Brieskorn-Pham singularities via ACM bundles on Geigle-Lenzing projective spaces

TL;DR

This paper explores the connection between singularity categories of Brieskorn-Pham singularities and ACM bundles on Geigle-Lenzing spaces, introducing 2-extension bundles and constructing tilting objects with explicit algebraic properties.

Contribution

It introduces 2-extension bundles on Geigle-Lenzing spaces, establishes their relation to Cohen-Macaulay modules, and constructs a tilting object with a specific endomorphism algebra.

Findings

Established a correspondence between 2-extension bundles and Cohen-Macaulay modules.

Constructed a tilting object with endomorphism algebra as a 4-fold tensor product of Nakayama algebras.

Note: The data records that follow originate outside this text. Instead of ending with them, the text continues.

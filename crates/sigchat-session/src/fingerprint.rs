//! Numeric safety numbers for out-of-band identity verification.
//!
//! Each party contributes a 30-digit half derived by iterated SHA-512 over
//! its identifier and identity key. The halves are sorted before joining, so
//! both sides of a conversation display the same 60 digits.

use sha2::{Digest, Sha512};

use sigchat_shared::constants::SAFETY_NUMBER_LENGTH;
use sigchat_shared::types::IdentityKey;

const FINGERPRINT_VERSION: u16 = 0;
const CHUNKS: usize = 6;
const CHUNK_BYTES: usize = 5;

#[derive(Debug, Clone, Copy)]
pub struct SafetyNumberGenerator {
    iterations: u32,
}

impl SafetyNumberGenerator {
    pub fn new(iterations: u32) -> Self {
        Self {
            iterations: iterations.max(1),
        }
    }

    pub fn create_for(
        &self,
        local_identifier: &str,
        local_key: &IdentityKey,
        remote_identifier: &str,
        remote_key: &IdentityKey,
    ) -> String {
        let local = self.half(local_identifier.as_bytes(), local_key);
        let remote = self.half(remote_identifier.as_bytes(), remote_key);

        let mut number = String::with_capacity(SAFETY_NUMBER_LENGTH);
        if local <= remote {
            number.push_str(&local);
            number.push_str(&remote);
        } else {
            number.push_str(&remote);
            number.push_str(&local);
        }
        number
    }

    fn half(&self, identifier: &[u8], key: &IdentityKey) -> String {
        let mut hash = Vec::with_capacity(2 + key.as_bytes().len() + identifier.len());
        hash.extend_from_slice(&FINGERPRINT_VERSION.to_be_bytes());
        hash.extend_from_slice(key.as_bytes());
        hash.extend_from_slice(identifier);

        for _ in 0..self.iterations {
            let mut digest = Sha512::new();
            digest.update(&hash);
            digest.update(key.as_bytes());
            hash = digest.finalize().to_vec();
        }

        hash.chunks(CHUNK_BYTES)
            .take(CHUNKS)
            .map(|chunk| {
                let value = chunk.iter().fold(0u64, |acc, byte| (acc << 8) | u64::from(*byte));
                format!("{:05}", value % 100_000)
            })
            .collect()
    }
}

Derived an explicit formula for the orbit number under Picard group action.

Abstract

We study the singularity category of the Brieskorn-Pham singularity $R=k[X_1, \dots, X_4]/(\sum_{i=1}^{4} X_i^{p_i})$, associated with the Geigle-Lenzing projective space $\mathbb{X}$ of weight quadruple $(p_1,\dots, p_4)$, by investigating the stable category $\underline{\mathsf{ACM}} \, \mathbb{X}$ of arithmetically Cohen-Macaulay bundles on $\mathbb{X}$. We introduce the notion of $2$-extension bundles on $\mathbb{X}$, which is a higher dimensional analog of extension bundles on a weighted projective line of Geigle-Lenzing, and then establish a correspondence between $2$-extension bundles and a certain important class of Cohen-Macaulay $R$-modules studied by Herschend-Iyama-Minamoto-Oppermann. Furthermore, we construct a tilting object in $\underline{\mathsf{ACM}} \, \mathbb{X}$ consisting of $2$-extension bundles, whose endomorphism algebra is a $4$-fold tensor product of certain Nakayama algebras. We also investigate the Picard group action on $2$-extension bundles and obtain an explicit formula for the orbit number, which gives a positive answer to a higher version of an open question raised by Kussin-Lenzing-Meltzer.